Brief> If a line holds the word "DriveMode", copy it from the entries.

Task input>
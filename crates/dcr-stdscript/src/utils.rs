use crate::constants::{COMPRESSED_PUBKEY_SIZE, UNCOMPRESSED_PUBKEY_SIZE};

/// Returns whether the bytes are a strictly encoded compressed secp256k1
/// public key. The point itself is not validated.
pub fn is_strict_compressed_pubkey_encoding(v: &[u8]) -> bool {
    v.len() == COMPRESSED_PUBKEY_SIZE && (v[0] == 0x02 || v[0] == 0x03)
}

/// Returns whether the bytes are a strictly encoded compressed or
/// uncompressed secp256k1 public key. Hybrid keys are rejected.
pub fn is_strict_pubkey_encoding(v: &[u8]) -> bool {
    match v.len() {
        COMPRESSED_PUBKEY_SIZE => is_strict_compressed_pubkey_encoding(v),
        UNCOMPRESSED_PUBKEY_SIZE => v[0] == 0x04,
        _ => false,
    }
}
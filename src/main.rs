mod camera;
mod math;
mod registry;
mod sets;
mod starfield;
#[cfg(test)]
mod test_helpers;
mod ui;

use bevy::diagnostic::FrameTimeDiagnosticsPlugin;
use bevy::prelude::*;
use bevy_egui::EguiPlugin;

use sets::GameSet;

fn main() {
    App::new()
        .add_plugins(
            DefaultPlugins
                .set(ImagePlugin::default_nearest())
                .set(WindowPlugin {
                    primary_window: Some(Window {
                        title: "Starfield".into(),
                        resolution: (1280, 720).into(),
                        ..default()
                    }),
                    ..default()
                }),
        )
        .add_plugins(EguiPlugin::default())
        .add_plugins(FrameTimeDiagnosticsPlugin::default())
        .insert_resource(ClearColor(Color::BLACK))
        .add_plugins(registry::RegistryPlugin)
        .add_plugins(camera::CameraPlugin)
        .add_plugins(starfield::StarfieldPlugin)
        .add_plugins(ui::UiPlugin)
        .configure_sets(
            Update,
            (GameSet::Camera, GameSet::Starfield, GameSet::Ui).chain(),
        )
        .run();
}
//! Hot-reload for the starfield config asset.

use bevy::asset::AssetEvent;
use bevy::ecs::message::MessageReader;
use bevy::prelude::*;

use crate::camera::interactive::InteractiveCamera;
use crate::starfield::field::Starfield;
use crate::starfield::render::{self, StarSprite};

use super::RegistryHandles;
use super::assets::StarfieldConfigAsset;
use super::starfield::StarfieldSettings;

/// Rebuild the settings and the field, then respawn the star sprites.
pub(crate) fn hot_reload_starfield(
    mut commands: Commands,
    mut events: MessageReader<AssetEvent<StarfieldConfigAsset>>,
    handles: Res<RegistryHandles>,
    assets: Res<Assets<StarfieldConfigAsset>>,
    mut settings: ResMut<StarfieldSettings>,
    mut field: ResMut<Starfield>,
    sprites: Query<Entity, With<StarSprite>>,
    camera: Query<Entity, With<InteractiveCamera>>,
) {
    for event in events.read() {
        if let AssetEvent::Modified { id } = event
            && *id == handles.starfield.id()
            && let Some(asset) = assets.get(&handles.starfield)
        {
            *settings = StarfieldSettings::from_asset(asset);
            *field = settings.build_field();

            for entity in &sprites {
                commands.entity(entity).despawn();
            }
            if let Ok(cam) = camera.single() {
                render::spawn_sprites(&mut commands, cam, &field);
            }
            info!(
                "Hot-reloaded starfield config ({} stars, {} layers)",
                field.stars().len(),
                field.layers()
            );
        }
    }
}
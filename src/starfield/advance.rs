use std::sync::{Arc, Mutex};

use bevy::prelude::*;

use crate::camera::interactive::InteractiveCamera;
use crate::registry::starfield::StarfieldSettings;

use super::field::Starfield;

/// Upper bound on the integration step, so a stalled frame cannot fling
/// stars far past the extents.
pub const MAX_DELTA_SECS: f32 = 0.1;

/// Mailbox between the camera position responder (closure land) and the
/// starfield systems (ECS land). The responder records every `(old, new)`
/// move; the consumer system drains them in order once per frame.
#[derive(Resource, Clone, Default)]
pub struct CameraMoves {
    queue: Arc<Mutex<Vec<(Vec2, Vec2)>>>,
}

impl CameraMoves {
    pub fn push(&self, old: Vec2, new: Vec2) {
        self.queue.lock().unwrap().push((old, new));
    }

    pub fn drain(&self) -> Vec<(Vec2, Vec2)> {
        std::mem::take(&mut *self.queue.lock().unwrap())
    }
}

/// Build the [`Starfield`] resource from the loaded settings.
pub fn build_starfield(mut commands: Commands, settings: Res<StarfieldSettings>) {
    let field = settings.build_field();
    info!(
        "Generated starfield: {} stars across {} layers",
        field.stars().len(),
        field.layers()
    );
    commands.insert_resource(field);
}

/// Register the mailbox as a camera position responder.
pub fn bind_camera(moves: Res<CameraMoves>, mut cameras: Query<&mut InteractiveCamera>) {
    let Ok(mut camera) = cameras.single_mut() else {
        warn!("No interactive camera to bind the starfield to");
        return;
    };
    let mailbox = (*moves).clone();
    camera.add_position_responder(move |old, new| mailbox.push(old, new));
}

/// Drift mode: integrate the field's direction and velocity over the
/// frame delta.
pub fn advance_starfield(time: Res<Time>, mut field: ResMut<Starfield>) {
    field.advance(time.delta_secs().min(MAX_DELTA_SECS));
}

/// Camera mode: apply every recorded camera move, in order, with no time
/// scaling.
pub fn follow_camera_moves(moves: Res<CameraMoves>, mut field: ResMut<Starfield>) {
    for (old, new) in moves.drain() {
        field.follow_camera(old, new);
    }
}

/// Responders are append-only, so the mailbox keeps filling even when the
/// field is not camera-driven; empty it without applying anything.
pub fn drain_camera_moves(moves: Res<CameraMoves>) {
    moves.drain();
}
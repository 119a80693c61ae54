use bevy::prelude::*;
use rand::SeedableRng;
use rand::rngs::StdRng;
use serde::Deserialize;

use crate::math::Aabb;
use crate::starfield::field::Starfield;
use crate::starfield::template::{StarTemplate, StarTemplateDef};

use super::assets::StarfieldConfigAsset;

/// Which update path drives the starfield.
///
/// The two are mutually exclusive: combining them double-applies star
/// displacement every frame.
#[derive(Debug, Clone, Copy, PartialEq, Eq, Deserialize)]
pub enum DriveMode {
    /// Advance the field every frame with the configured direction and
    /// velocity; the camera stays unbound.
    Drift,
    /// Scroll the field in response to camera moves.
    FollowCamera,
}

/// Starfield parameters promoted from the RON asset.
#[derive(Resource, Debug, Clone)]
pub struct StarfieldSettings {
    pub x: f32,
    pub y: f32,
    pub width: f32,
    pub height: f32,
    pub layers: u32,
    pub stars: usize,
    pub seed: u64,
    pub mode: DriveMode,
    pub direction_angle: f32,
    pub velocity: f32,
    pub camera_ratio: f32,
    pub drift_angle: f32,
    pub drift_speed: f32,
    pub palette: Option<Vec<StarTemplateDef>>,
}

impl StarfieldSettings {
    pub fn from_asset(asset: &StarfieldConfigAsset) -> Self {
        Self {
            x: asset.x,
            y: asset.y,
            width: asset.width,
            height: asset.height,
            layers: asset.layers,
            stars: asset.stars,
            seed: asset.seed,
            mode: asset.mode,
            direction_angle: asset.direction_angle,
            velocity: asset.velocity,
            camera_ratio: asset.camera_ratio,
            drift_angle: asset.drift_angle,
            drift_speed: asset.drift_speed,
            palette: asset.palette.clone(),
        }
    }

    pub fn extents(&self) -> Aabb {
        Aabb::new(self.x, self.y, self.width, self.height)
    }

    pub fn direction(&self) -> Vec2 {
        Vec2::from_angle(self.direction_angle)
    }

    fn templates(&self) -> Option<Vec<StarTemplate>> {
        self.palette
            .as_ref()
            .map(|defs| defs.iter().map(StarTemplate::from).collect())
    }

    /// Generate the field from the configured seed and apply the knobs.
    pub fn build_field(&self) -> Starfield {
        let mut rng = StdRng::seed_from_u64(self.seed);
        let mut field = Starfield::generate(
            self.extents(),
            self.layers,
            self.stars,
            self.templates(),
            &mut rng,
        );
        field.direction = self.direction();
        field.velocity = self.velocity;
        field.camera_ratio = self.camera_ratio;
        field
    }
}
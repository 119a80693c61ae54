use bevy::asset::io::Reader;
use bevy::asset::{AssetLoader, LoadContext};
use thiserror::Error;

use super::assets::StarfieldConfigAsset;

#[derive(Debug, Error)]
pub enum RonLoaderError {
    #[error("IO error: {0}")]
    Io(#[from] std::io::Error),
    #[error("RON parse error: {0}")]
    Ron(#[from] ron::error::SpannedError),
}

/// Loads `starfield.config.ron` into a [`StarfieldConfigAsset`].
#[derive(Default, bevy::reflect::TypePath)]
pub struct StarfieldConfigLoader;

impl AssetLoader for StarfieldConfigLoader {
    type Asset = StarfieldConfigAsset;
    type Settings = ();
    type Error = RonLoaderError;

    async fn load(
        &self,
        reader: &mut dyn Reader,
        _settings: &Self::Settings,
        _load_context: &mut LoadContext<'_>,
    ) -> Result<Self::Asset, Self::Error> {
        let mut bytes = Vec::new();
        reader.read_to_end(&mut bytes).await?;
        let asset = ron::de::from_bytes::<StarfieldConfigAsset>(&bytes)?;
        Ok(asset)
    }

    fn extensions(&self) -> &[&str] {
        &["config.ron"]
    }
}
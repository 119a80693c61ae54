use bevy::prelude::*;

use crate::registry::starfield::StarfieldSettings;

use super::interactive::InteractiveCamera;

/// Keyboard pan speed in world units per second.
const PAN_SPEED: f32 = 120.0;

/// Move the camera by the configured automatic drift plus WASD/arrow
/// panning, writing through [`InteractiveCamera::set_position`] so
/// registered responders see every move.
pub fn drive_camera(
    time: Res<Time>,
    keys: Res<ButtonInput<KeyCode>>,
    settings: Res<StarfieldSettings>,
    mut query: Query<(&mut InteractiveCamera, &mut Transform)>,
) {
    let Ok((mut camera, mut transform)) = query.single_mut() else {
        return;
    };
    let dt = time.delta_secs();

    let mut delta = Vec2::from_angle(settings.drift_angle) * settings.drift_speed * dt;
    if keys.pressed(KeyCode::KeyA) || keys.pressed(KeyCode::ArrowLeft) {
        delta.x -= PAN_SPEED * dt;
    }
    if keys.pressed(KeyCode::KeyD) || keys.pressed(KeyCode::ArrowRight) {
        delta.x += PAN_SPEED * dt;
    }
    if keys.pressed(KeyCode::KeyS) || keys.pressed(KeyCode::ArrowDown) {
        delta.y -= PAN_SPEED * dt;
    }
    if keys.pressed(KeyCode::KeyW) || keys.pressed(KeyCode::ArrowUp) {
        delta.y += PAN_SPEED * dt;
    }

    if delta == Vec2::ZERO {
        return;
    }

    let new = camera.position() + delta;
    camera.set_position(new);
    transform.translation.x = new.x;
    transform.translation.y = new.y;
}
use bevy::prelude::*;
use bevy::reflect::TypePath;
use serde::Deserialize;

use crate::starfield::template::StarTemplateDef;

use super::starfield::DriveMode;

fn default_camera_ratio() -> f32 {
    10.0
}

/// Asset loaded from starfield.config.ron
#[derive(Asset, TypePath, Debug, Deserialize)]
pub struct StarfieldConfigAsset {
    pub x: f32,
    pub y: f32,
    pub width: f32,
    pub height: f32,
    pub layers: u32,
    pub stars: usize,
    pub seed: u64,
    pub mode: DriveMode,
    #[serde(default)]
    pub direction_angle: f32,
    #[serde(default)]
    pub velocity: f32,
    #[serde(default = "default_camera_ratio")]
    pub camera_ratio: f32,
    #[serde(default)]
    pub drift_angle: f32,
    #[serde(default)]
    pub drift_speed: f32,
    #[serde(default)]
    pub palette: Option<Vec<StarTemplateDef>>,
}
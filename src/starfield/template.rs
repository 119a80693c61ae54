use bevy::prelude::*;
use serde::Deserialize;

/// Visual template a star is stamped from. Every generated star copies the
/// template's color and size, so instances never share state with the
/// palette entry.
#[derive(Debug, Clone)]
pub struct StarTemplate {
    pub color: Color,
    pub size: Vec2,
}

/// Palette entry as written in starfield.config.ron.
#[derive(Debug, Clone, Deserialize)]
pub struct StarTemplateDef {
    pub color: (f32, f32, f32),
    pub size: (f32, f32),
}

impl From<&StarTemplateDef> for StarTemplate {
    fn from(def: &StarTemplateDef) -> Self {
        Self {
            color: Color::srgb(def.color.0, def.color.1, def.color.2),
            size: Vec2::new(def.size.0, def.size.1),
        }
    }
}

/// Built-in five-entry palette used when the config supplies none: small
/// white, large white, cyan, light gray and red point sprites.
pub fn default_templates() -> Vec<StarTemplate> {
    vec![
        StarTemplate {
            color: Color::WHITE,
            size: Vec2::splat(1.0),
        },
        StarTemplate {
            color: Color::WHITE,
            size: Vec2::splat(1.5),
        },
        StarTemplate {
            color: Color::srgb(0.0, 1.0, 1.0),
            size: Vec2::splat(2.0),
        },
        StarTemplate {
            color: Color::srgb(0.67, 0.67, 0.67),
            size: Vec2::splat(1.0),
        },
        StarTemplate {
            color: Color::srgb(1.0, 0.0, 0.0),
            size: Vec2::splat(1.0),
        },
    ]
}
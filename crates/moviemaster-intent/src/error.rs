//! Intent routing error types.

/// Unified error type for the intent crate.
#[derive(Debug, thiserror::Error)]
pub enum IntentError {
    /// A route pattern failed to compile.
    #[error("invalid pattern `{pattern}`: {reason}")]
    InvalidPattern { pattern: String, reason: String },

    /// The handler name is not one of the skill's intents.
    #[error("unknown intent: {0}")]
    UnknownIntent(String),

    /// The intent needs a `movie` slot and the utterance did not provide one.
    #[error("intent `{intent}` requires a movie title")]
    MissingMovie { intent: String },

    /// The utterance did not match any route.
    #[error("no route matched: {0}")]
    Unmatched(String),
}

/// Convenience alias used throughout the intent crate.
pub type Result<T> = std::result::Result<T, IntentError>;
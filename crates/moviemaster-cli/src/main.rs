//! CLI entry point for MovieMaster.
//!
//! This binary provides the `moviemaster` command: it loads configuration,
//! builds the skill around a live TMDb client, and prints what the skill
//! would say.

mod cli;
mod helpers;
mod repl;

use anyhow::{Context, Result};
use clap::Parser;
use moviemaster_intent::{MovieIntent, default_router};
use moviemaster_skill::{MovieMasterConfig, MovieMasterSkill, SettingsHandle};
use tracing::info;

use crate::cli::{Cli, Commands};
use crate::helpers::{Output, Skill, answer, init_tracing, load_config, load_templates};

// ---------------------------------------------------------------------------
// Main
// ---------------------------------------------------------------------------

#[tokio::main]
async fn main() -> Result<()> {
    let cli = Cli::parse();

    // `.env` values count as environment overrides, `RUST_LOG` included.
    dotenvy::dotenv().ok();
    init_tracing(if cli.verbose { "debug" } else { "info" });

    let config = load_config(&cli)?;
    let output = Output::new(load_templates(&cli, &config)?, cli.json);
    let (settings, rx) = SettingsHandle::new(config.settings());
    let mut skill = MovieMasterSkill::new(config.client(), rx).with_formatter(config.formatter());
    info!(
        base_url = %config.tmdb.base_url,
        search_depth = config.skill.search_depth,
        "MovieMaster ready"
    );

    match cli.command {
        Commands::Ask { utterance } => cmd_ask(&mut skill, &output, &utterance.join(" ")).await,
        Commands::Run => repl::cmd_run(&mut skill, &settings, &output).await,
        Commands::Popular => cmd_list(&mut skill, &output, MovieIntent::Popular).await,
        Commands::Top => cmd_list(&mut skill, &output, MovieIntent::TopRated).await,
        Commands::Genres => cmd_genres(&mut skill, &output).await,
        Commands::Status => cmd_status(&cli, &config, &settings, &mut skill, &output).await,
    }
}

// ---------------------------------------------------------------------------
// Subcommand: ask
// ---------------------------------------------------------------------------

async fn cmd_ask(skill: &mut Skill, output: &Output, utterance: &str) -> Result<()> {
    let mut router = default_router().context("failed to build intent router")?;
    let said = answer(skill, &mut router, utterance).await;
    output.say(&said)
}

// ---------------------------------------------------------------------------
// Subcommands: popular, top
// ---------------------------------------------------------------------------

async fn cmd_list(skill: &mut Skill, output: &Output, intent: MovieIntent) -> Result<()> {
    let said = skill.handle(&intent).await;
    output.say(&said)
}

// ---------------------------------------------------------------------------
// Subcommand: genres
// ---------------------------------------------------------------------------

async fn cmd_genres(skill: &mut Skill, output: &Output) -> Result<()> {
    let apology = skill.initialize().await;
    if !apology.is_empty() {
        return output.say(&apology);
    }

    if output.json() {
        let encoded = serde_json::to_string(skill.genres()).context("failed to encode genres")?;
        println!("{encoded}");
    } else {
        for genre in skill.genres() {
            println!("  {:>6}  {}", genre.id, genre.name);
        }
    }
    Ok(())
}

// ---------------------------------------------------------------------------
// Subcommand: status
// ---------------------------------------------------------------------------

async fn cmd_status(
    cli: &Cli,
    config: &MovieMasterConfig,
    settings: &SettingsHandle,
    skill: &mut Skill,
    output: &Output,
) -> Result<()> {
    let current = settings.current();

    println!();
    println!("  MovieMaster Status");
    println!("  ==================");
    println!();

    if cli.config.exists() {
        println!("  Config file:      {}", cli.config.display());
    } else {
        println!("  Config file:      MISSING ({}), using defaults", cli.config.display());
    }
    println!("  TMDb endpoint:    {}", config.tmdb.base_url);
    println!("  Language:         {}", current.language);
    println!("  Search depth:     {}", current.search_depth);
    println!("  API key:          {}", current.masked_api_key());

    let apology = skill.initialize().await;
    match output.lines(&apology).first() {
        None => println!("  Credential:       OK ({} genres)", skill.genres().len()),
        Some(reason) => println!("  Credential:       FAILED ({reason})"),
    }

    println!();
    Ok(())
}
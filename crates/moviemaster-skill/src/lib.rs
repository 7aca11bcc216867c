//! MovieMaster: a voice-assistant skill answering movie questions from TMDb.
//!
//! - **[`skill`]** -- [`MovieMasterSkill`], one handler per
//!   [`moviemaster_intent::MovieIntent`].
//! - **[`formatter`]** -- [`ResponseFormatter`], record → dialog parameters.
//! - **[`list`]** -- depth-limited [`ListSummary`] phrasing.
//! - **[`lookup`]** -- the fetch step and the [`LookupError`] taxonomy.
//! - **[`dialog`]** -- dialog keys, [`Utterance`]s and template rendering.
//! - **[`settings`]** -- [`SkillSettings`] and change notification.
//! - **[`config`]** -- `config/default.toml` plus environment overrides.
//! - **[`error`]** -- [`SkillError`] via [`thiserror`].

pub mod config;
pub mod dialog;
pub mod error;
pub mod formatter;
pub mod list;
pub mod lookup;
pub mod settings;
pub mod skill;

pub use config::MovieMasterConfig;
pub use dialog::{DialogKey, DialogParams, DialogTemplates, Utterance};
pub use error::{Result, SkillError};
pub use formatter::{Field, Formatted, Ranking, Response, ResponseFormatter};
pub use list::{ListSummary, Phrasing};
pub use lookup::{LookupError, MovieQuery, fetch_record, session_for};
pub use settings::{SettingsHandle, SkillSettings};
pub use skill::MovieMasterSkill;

Result>
pub enum DriveMode {
    pub mode: DriveMode,
use super::starfield::DriveMode;
    pub mode: DriveMode,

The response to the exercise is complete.